> _Brief_
Please give the data again in full, precisely as it is written.

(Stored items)
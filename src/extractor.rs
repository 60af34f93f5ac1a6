use regex::Regex;
use rust_decimal::Decimal;
use scraper::{ElementRef, Html, Selector};
use sha2::{Digest, Sha256};
use tracing::debug;
use url::Url;

use crate::config::WatchTarget;
use crate::models::{Candidate, ListingKind, ListingValue};

// Container patterns tried in order; the first one that matches anything
// wins. Source markup churns, so these favor class substrings over exact
// class names.
const PRODUCT_CONTAINER_SELECTORS: &[&str] = &[
    "[data-test*=product]",
    "div[class*=product]",
    "li[class*=product]",
    "article[class*=card]",
    "div[class*=item]",
];

const JOB_CONTAINER_SELECTORS: &[&str] = &[
    "li[class*=job]",
    "div[class*=job]",
    "article[class*=listing]",
    "div[class*=vacancy]",
    "article",
];

const TITLE_SELECTORS: &[&str] = &[
    "h1", "h2", "h3", "h4",
    "[class*=title]",
    "[class*=name]",
    "a",
];

// Section headers and promo tiles that slip into container matches.
const BOILERPLATE_TITLES: &[&str] = &["new launches", "view all", "shop now", "advert"];

const MIN_TITLE_LEN: usize = 5;
const MIN_DESCRIPTION_LEN: usize = 30;

#[derive(Debug, Default)]
pub struct Extraction {
    pub candidates: Vec<Candidate>,
    /// Containers that looked like listings but had no usable identifier.
    pub skipped: usize,
}

pub struct Extractor {
    price_regex: Regex,
    id_patterns: Vec<Regex>,
}

impl Default for Extractor {
    fn default() -> Self {
        Self::new()
    }
}

impl Extractor {
    pub fn new() -> Self {
        Extractor {
            price_regex: Regex::new(r"(₹|US\$|\$|£|€)\s*([\d,]+(?:\.\d+)?)").unwrap(),
            id_patterns: vec![
                Regex::new(r"/p/([^/?#]+)").unwrap(),
                Regex::new(r"/product/([^/?#]+)").unwrap(),
                Regex::new(r"/pn/([^/?#]+)").unwrap(),
                Regex::new(r"/pvid/([^/?#]+)").unwrap(),
                Regex::new(r"/jobs?/([^/?#]+)").unwrap(),
                Regex::new(r"[?&]id=([^&#]+)").unwrap(),
            ],
        }
    }

    /// Parse one fetched page into candidates. Each container is handled
    /// independently, so a single malformed card never aborts the rest;
    /// unusable containers are counted, not propagated as errors.
    pub fn extract(&self, html: &str, target: &WatchTarget) -> Extraction {
        let document = Html::parse_document(html);
        let selectors = match target.kind {
            ListingKind::Product => PRODUCT_CONTAINER_SELECTORS,
            ListingKind::Job => JOB_CONTAINER_SELECTORS,
        };

        let containers = collect_containers(&document, selectors);
        debug!(
            target = %target.name,
            containers = containers.len(),
            "parsing listing containers"
        );

        let mut extraction = Extraction::default();
        for container in containers {
            match self.extract_one(container, target) {
                Some(candidate) => extraction.candidates.push(candidate),
                None => extraction.skipped += 1,
            }
        }
        extraction
    }

    fn extract_one(&self, container: ElementRef<'_>, target: &WatchTarget) -> Option<Candidate> {
        let title = container_title(container)?;
        let url = container_url(container, &target.url).unwrap_or_default();

        let id = self
            .listing_id_from_url(&url)
            .unwrap_or_else(|| fallback_id(&title, &target.name));

        let value = match target.kind {
            ListingKind::Product => self.container_price(container),
            ListingKind::Job => container_description(container),
        };

        Some(Candidate {
            id,
            kind: target.kind,
            title,
            category: target.name.clone(),
            url,
            value,
        })
    }

    fn container_price(&self, container: ElementRef<'_>) -> Option<ListingValue> {
        let text = container.text().collect::<Vec<_>>().join(" ");
        let captures = self.price_regex.captures(&text)?;
        let symbol = captures.get(1)?.as_str();
        let amount: Decimal = captures.get(2)?.as_str().replace(',', "").parse().ok()?;
        if amount <= Decimal::ZERO {
            return None;
        }
        Some(ListingValue::Price {
            amount,
            currency: currency_for_symbol(symbol).to_string(),
        })
    }

    pub fn listing_id_from_url(&self, url: &str) -> Option<String> {
        if url.is_empty() {
            return None;
        }
        self.id_patterns
            .iter()
            .find_map(|p| p.captures(url))
            .and_then(|c| c.get(1))
            .map(|m| m.as_str().to_string())
    }
}

fn collect_containers<'a>(document: &'a Html, selectors: &[&str]) -> Vec<ElementRef<'a>> {
    for raw in selectors {
        let Ok(selector) = Selector::parse(raw) else {
            continue;
        };
        let matched: Vec<_> = document.select(&selector).collect();
        if !matched.is_empty() {
            return matched;
        }
    }
    Vec::new()
}

fn container_title(container: ElementRef<'_>) -> Option<String> {
    // Image alt text is the most reliable product name on tile layouts.
    let img_selector = Selector::parse("img[alt]").ok()?;
    let mut title = container
        .select(&img_selector)
        .filter_map(|img| img.value().attr("alt"))
        .map(str::trim)
        .find(|alt| !alt.is_empty())
        .map(str::to_string);

    if title.as_deref().map_or(true, |t| t.len() < MIN_TITLE_LEN) {
        title = TITLE_SELECTORS.iter().find_map(|raw| {
            let selector = Selector::parse(raw).ok()?;
            container
                .select(&selector)
                .map(|el| collapse_whitespace(&el.text().collect::<Vec<_>>().join(" ")))
                .find(|t| t.len() >= MIN_TITLE_LEN)
        });
    }

    let title = collapse_whitespace(&title?);
    if title.len() < MIN_TITLE_LEN {
        return None;
    }
    let lowered = title.to_lowercase();
    if BOILERPLATE_TITLES.iter().any(|b| lowered.contains(b)) {
        return None;
    }
    Some(title)
}

fn container_description(container: ElementRef<'_>) -> Option<ListingValue> {
    let text = collapse_whitespace(&container.text().collect::<Vec<_>>().join(" "));
    if text.len() < MIN_DESCRIPTION_LEN {
        return None;
    }
    Some(ListingValue::Description { text })
}

fn container_url(container: ElementRef<'_>, base: &str) -> Option<String> {
    let anchor_selector = Selector::parse("a[href]").ok()?;
    let href = container
        .select(&anchor_selector)
        .filter_map(|a| a.value().attr("href"))
        .map(str::trim)
        .find(|href| !href.is_empty())?;

    let base_url = Url::parse(base).ok()?;
    base_url.join(href).ok().map(|u| u.to_string())
}

/// Stable identifier for sources that expose no per-item URL: hash of the
/// normalized title and category.
pub fn fallback_id(title: &str, category: &str) -> String {
    let normalized = format!(
        "{}|{}",
        collapse_whitespace(title).to_lowercase(),
        category.to_lowercase()
    );
    let digest = Sha256::digest(normalized.as_bytes());
    let mut id = String::with_capacity(16);
    for byte in digest.iter().take(8) {
        id.push_str(&format!("{:02x}", byte));
    }
    id
}

fn currency_for_symbol(symbol: &str) -> &'static str {
    match symbol {
        "₹" => "INR",
        "£" => "GBP",
        "€" => "EUR",
        _ => "USD",
    }
}

fn collapse_whitespace(text: &str) -> String {
    text.split_whitespace().collect::<Vec<_>>().join(" ")
}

> _Output for this task_
filename src/extractor.rs
repository 60af34f93f5ac1a6
use regex::Regex;
use rust_decimal::Decimal;
use scraper::{ElementRef, Html, Selector};
use sha2::{Digest, Sha256};
use tracing::debug;
use url::Url;

use crate::config::WatchTarget;
use crate::models::{Candidate, ListingKind, ListingValue};

// Container patterns tried in order; the first one that matches anything
// wins. Source markup churns, so these favor class substrings over exact
// class names.
const PRODUCT_CONTAINER_SELECTORS: &[&str] = &[
    "[data-test*=product]",
    "div[class*=product]",
    "li[class*=product]",
    "article[class*=card]",
    "div[class*=item]",
];

const JOB_CONTAINER_SELECTORS: &[&str] = &[
    "li[class*=job]",
    "div[class*=job]",
    "article[class*=listing]",
    "div[class*=vacancy]",
    "article",
];

const TITLE_SELECTORS: &[&str] = &[
    "h1", "h2", "h3", "h4",
    "[class*=title]",
    "[class*=name]",
    "a",
];

// Section headers and promo tiles that slip into container matches.
const BOILERPLATE_TITLES: &[&str] = &["new launches", "view all", "shop now", "advert"];

const MIN_TITLE_LEN: usize = 5;
const MIN_DESCRIPTION_LEN: usize = 30;

#[derive(Debug, Default)]
pub struct Extraction {
    pub candidates: Vec<Candidate>,
    /// Containers that looked like listings but had no usable identifier.
    pub skipped: usize,
}

pub struct Extractor {
    price_regex: Regex,
    id_patterns: Vec<Regex>,
}

impl Default for Extractor {
    fn default() -> Self {
        Self::new()
    }
}

impl Extractor {
    pub fn new() -> Self {
        Extractor {
            price_regex: Regex::new(r"(₹|US\$|\$|£|€)\s*([\d,]+(?:\.\d+)?)").unwrap(),
            id_patterns: vec![
                Regex::new(r"/p/([^/?#]+)").unwrap(),
                Regex::new(r"/product/([^/?#]+)").unwrap(),
                Regex::new(r"/pn/([^/?#]+)").unwrap(),
                Regex::new(r"/pvid/([^/?#]+)").unwrap(),
                Regex::new(r"/jobs?/([^/?#]+)").unwrap(),
                Regex::new(r"[?&]id=([^&#]+)").unwrap(),
            ],
        }
    }

    /// Parse one fetched page into candidates. Each container is handled
    /// independently, so a single malformed card never aborts the rest;
    /// unusable containers are counted, not propagated as errors.
    pub fn extract(&self, html: &str, target: &WatchTarget) -> Extraction {
        let document = Html::parse_document(html);
        let selectors = match target.kind {
            ListingKind::Product => PRODUCT_CONTAINER_SELECTORS,
            ListingKind::Job => JOB_CONTAINER_SELECTORS,
        };

        let containers = collect_containers(&document, selectors);
        debug!(
            target = %target.name,
            containers = containers.len(),
            "parsing listing containers"
        );

        let mut extraction = Extraction::default();
        for container in containers {
            match self.extract_one(container, target) {
                Some(candidate) => extraction.candidates.push(candidate),
                None => extraction.skipped += 1,
            }
        }
        extraction
    }

    fn extract_one(&self, container: ElementRef<'_>, target: &WatchTarget) -> Option<Candidate> {
        let title = container_title(container)?;
        let url = container_url(container, &target.url).unwrap_or_default();

        let id = self
            .listing_id_from_url(&url)
            .unwrap_or_else(|| fallback_id(&title, &target.name));

        let value = match target.kind {
            ListingKind::Product => self.container_price(container),
            ListingKind::Job => container_description(container),
        };

        Some(Candidate {
            id,
            kind: target.kind,
            title,
            category: target.name.clone(),
            url,
            value,
        })
    }

    fn container_price(&self, container: ElementRef<'_>) -> Option<ListingValue> {
        let text = container.text().collect::<Vec<_>>().join(" ");
        let captures = self.price_regex.captures(&text)?;
        let symbol = captures.get(1)?.as_str();
        let amount: Decimal = captures.get(2)?.as_str().replace(',', "").parse().ok()?;
        if amount <= Decimal::ZERO {
            return None;
        }
        Some(ListingValue::Price {
            amount,
            currency: currency_for_symbol(symbol).to_string(),
        })
    }

    pub fn listing_id_from_url(&self, url: &str) -> Option<String> {
        if url.is_empty() {
            return None;
        }
        self.id_patterns
            .iter()
            .find_map(|p| p.captures(url))
            .and_then(|c| c.get(1))
            .map(|m| m.as_str().to_string())
    }
}

fn collect_containers<'a>(document: &'a Html, selectors: &[&str]) -> Vec<ElementRef<'a>> {
    for raw in selectors {
        let Ok(selector) = Selector::parse(raw) else {
            continue;
        };
        let matched: Vec<_> = document.select(&selector).collect();
        if !matched.is_empty() {
            return matched;
        }
    }
    Vec::new()
}

fn container_title(container: ElementRef<'_>) -> Option<String> {
    // Image alt text is the most reliable product name on tile layouts.
    let img_selector = Selector::parse("img[alt]").ok()?;
    let mut title = container
        .select(&img_selector)
        .filter_map(|img| img.value().attr("alt"))
        .map(str::trim)
        .find(|alt| !alt.is_empty())
        .map(str::to_string);

    if title.as_deref().map_or(true, |t| t.len() < MIN_TITLE_LEN) {
        title = TITLE_SELECTORS.iter().find_map(|raw| {
            let selector = Selector::parse(raw).ok()?;
            container
                .select(&selector)
                .map(|el| collapse_whitespace(&el.text().collect::<Vec<_>>().join(" ")))
                .find(|t| t.len() >= MIN_TITLE_LEN)
        });
    }

    let title = collapse_whitespace(&title?);
    if title.len() < MIN_TITLE_LEN {
        return None;
    }
    let lowered = title.to_lowercase();
    if BOILERPLATE_TITLES.iter().any(|b| lowered.contains(b)) {
        return None;
    }
    Some(title)
}

fn container_description(container: ElementRef<'_>) -> Option<ListingValue> {
    let text = collapse_whitespace(&container.text().collect::<Vec<_>>().join(" "));
    if text.len() < MIN_DESCRIPTION_LEN {
        return None;
    }
    Some(ListingValue::Description { text })
}

fn container_url(container: ElementRef<'_>, base: &str) -> Option<String> {
    let anchor_selector = Selector::parse("a[href]").ok()?;
    let href = container
        .select(&anchor_selector)
        .filter_map(|a| a.value().attr("href"))
        .map(str::trim)
        .find(|href| !href.is_empty())?;

    let base_url = Url::parse(base).ok()?;
    base_url.join(href).ok().map(|u| u.to_string())
}

/// Stable identifier for sources that expose no per-item URL: hash of the
/// normalized title and category.
pub fn fallback_id(title: &str, category: &str) -> String {
    let normalized = format!(
        "{}|{}",
        collapse_whitespace(title).to_lowercase(),
        category.to_lowercase()
    );
    let digest = Sha256::digest(normalized.as_bytes());
    let mut id = String::with_capacity(16);
    for byte in digest.iter().take(8) {
        id.push_str(&format!("{:02x}", byte));
    }
    id
}

fn currency_for_symbol(symbol: &str) -> &'static str {
    match symbol {
        "₹" => "INR",
        "£" => "GBP",
        "€" => "EUR",
        _ => "USD",
    }
}

fn collapse_whitespace(text: &str) -> String {
    text.split_whitespace().collect::<Vec<_>>().join(" ")
}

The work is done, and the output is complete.